By Ray Young
Generally forgotten today, Grayson Hall was an actress who worked mostly in off-Broadway plays but attracted a sizeable cult audience through television. Handsome and domineering, she possessed a stately deportment, not unlike mid-period Rosalind Russell, and a deep, throaty voice tailored to hit the back rows of a theatre. Although she died in 1985 at the age of sixty-three from cancer, her fan base is apparently still quite active, making the new biography, Grayson Hall: A Hard Act to Follow
, something of a must for anyone with fond memories of Dark Shadows
That show ran between 1966 and 1971, an experimental mix of daytime soap with gothic horror by producer/director Dan Curtis
. Ms. Hall played several roles (Curtis and his writers used time travel scenarios to widen their palette and create additional characters), but is chiefly remembered as a no-nonsense doctor out to cure a vampire of his toothy affliction. That she had the hots for her patient made afternoon viewers swoon.

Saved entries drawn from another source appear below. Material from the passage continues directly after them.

use std::path::Path;

use config::{Config, File, FileFormat};
use eyre::{Context, Result};
use serde::de::DeserializeOwned;

/// Load configuration from a file using the config crate.
/// Supports multiple formats: TOML, YAML, JSON, etc.
pub async fn load_config<C: DeserializeOwned>(config_path: &str) -> Result<C> {
    load_config_sync(config_path)
}

/// Load configuration synchronously.
pub fn load_config_sync<C: DeserializeOwned>(config_path: &str) -> Result<C> {
    let config_path = Path::new(config_path);

    // Determine file format based on extension
    let format = match config_path.extension().and_then(|ext| ext.to_str()) {
        Some("yaml") | Some("yml") => FileFormat::Yaml,
        Some("json") => FileFormat::Json,
        Some("ini") => FileFormat::Ini,
        _ => FileFormat::Toml,
    };

    let settings = Config::builder()
        .add_source(File::new(
            config_path
                .to_str()
                .ok_or_else(|| eyre::eyre!("Invalid UTF-8 path: {}", config_path.display()))?,
            format,
        ))
        .build()
        .with_context(|| format!("Failed to build config from {}", config_path.display()))?;

    settings.try_deserialize().with_context(|| {
        format!(
            "Failed to deserialize config from {}",
            config_path.display()
        )
    })
}

#[cfg(test)]
mod tests {
    use std::io::Write;

    use tempfile::NamedTempFile;

    use super::*;
    use crate::config::models::{AppConfig, GatewayConfig};

    #[tokio::test]
    async fn test_load_toml_gateway_config() {
        let toml_content = r#"
listen_addr = "127.0.0.1:3000"

[[routes."/svc".downstream]]
target = "http://app:80"
upstream_headers = [{ key = "Host", replace = "app.internal" }]
"#;

        let mut temp_file = NamedTempFile::with_suffix(".toml").unwrap();
        write!(temp_file, "{}", toml_content).unwrap();

        let config: GatewayConfig = load_config(temp_file.path().to_str().unwrap())
            .await
            .unwrap();
        assert_eq!(config.listen_addr, "127.0.0.1:3000");
        assert_eq!(config.routes.len(), 1);

        let route = &config.routes["/svc"];
        assert_eq!(route.downstream.len(), 1);
        let rules = route.downstream[0].upstream_headers.as_ref().unwrap();
        assert_eq!(rules[0].key, "Host");
        assert_eq!(rules[0].replace, "app.internal");
    }

    #[tokio::test]
    async fn test_load_yaml_gateway_config() {
        let yaml_content = r#"
listen_addr: "127.0.0.1:3000"
routes:
  "/svc":
    downstream:
      - target: "http://app:80"
"#;

        let mut temp_file = NamedTempFile::with_suffix(".yaml").unwrap();
        write!(temp_file, "{}", yaml_content).unwrap();

        let config: GatewayConfig = load_config(temp_file.path().to_str().unwrap())
            .await
            .unwrap();
        assert_eq!(config.listen_addr, "127.0.0.1:3000");
        assert!(config.routes["/svc"].downstream[0]
            .upstream_headers
            .is_none());
    }

    #[tokio::test]
    async fn test_load_json_app_config() {
        let json_content = r#"
{
  "listen_addr": "0.0.0.0:80",
  "registry": {
    "address": "http://consul01:8500",
    "service_name": "app",
    "service_port": 80
  }
}
"#;

        let mut temp_file = NamedTempFile::with_suffix(".json").unwrap();
        write!(temp_file, "{}", json_content).unwrap();

        let config: AppConfig = load_config(temp_file.path().to_str().unwrap())
            .await
            .unwrap();
        assert_eq!(config.listen_addr, "0.0.0.0:80");
        assert_eq!(config.registry.unwrap().service_name, "app");
    }
}
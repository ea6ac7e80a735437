use async_trait::async_trait;
use axum::body::Body as AxumBody;
use eyre::Result;
use hyper::{Request, Response, Version, header, header::HeaderValue};
use hyper_rustls::HttpsConnector;
use hyper_util::{
    client::legacy::{Client, connect::HttpConnector},
    rt::TokioExecutor,
};
use tracing::Instrument;

use crate::{
    core::{RoutingContext, apply_host_header, resolve_host_replacement},
    ports::http_client::{HttpClient, HttpClientError, HttpClientResult},
};

/// Outbound HTTP client adapter over hyper with rustls.
///
/// Owns the final pre-send mutations on a proxied request: the default `Host`
/// derived from the target URI, then the per-route Host rewrite when the
/// routing context carries exactly one `host` rule. Retries and circuit
/// breaking are out of scope for this harness.
pub struct HttpClientAdapter {
    client: Client<HttpsConnector<HttpConnector>, AxumBody>,
}

impl HttpClientAdapter {
    pub fn new() -> Result<Self> {
        // Idempotent; another component may have installed a provider first.
        let _ = rustls::crypto::aws_lc_rs::default_provider().install_default();

        let mut http_connector = HttpConnector::new();
        http_connector.enforce_http(false);

        let https_connector = hyper_rustls::HttpsConnectorBuilder::new()
            .with_tls_config(client_tls_config())
            .https_or_http()
            .enable_http1()
            .wrap_connector(http_connector);

        let client = Client::builder(TokioExecutor::new()).build::<_, AxumBody>(https_connector);

        tracing::info!("outbound HTTP client ready");
        Ok(Self { client })
    }

    /// Final outbound mutations, run synchronously just before transmission:
    /// set the default `Host` from the URI authority, then apply the
    /// configured replacement if the request's routing context resolves one.
    fn prepare_outbound(req: &mut Request<AxumBody>) -> HttpClientResult<()> {
        let Some(host) = req.uri().host() else {
            tracing::error!(uri = %req.uri(), "outgoing URI has no host");
            return Err(HttpClientError::InvalidRequest(
                "outgoing URI has no host".to_string(),
            ));
        };

        let default_host = match req.uri().port() {
            Some(port) => format!("{host}:{}", port.as_u16()),
            None => host.to_string(),
        };
        if let Ok(value) = HeaderValue::from_str(&default_host) {
            req.headers_mut().insert(header::HOST, value);
        }

        // The routing context rides on the request extensions; a request that
        // never went through the routing stage simply has none.
        let replacement = req
            .extensions()
            .get::<RoutingContext>()
            .and_then(|ctx| resolve_host_replacement(ctx).map(str::to_owned));
        apply_host_header(req.headers_mut(), replacement.as_deref());

        Ok(())
    }
}

fn client_tls_config() -> rustls::ClientConfig {
    let mut roots = rustls::RootCertStore::empty();
    let native = rustls_native_certs::load_native_certs();

    for cert in native.certs {
        if roots.add(cert).is_err() {
            tracing::warn!("skipping unparseable native root certificate");
        }
    }
    if !native.errors.is_empty() {
        tracing::warn!(errors = ?native.errors, "some native certificates failed to load");
    }
    tracing::debug!(count = roots.len(), "native root certificates loaded");

    rustls::ClientConfig::builder()
        .with_root_certificates(roots)
        .with_no_client_auth()
}

#[async_trait]
impl HttpClient for HttpClientAdapter {
    async fn send_request(
        &self,
        mut req: Request<AxumBody>,
    ) -> HttpClientResult<Response<AxumBody>> {
        let span = tracing::info_span!(
            "backend_request",
            http.method = %req.method(),
            http.url = %req.uri(),
            http.status_code = tracing::field::Empty,
        );

        span.in_scope(|| Self::prepare_outbound(&mut req))?;

        let (mut parts, body) = req.into_parts();
        parts.version = Version::HTTP_11;
        // Extensions are request-scoped plumbing the backend never sees.
        parts.extensions.remove::<RoutingContext>();

        tracing::debug!(headers = ?parts.headers, "outgoing request headers");

        let method = parts.method.clone();
        let uri = parts.uri.clone();
        let outgoing = Request::from_parts(parts, body);

        match self.client.request(outgoing).instrument(span.clone()).await {
            Ok(response) => {
                span.record("http.status_code", response.status().as_u16());

                let (mut parts, body) = response.into_parts();
                // The proxied body is re-framed on the way back out.
                parts.headers.remove(header::TRANSFER_ENCODING);

                Ok(Response::from_parts(parts, AxumBody::new(body)))
            }
            Err(e) => {
                span.record("http.status_code", 599u16);
                tracing::error!("backend request {method} {uri} failed: {e}");
                Err(HttpClientError::ConnectionError(format!(
                    "request to {method} {uri} failed: {e}"
                )))
            }
        }
    }
}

“Her roles seem to have been…women with an edge,” biographer R.J. Jamison writes, “obsessed by a wildly improbable passion…women who, one way or another, were exceptional.” Dark Shadows
aside, Ms. Hall’s filmography is woefully spotty, beginning with barely released low budget exploitation pictures like Run Across the River
(1961), The Parisienne and the Prudes
(1964), and Satan in High Heels
(1962), which the actress “would try her best to publicly deny that she was ever in.” In just a few short years and a plum role in John Huston’s Night of the Iguana
(1964), Grayson was on the brink of a stardom that never came entirely to fruition.
Grayson with Deborah Kerr and Ava Gardner in Night of the Iguana
She was nominated for a Best Supporting Actress Oscar for the picture, the only performance to be nominated out of a cast that included Richard Burton, Ava Gardner, Deborah Kerr and Sue Lyon. Based on the play by Tennessee Williams, it related a self-loathing alcoholic’s slide from the mundane world to a putrefied state of isolation—a theme haunting Huston’s work, from Moulin Rouge
(1952) to Fat City
(1972) and Under the Volcano
Ms. Hall’s ostensibly peripheral character, a repressed lesbian named, rather transparently, ‘Judith Fellowes
,’ is chaperone to Lyon’s underage and oversexed vixen. Judith became the picture’s unexpected beacon of morality even though she’s completely out of touch with her own feelings and desires. Faced with an allegation of homosexuality, Judith freezes in her tracks—and for that revelatory moment the actress may have surprised Huston as much as she does the audience. It’s a tour-de-force in miniature, when a character’s realization is imbued with humility direct from the actor’s core.
After the nomination it seemed that Grayson Hall could have found a niche in Hollywood, but she ended up with a secondary role in Disney’s That Darn Cat!
(1965) and various television appearances. She “was surprised more scripts did not come her way after the Oscar nomination,” writes Ms. Jamison. “But she was adamant about not moving to Los Angeles where everyone sat in the sun…The more she saw how Hollywood treated women…the less she wanted it. So the Hall family stayed in New York where Grayson emphatically stated, ‘I do not want to be another Claire Trevor.’”
Without probing too deeply into Ms. Hall’s persona (nor explaining such things as that allusion to Claire Trevor), the book profiles her acting work with periodic glimpses into her marriage to writer Sam Hall, their son, author Matthew Hall, and their years living in a Manhattan apartment and a house in upstate New York. The dates and places and events are all here, and we’re told that Grayson strikes “a different note, an individualistic turn in her work, specifically in not trying to be molded into someone else in looks or style.”
Dutifully reporting Ms. Hall’s leftist leanings, a fierce independence from male domination, her fans in the gay community, and the odd assortment of opportunities offered throughout her career, A Hard Act to Follow
has done its homework. But the book often feels as if it’s obligated to report rather than investigate and analyze. For one thing, we would have liked Ms. Jamison to reveal more of herself and elaborate on the passion that drives one to chronicle the life of Grayson Hall.
We’re thankful that she did, however. This may be the only biography of Ms. Hall that will ever see print. Her relative obscurity should guarantee that. And though we found issue with the publisher’s shoddy proofreading (there are typos), at least they’re helping to preserve her legacy. Grayson Hall was a fascinating presence, and a reminder of the panache and devotion one rarely sees nowadays in stars or character actors in American films and television.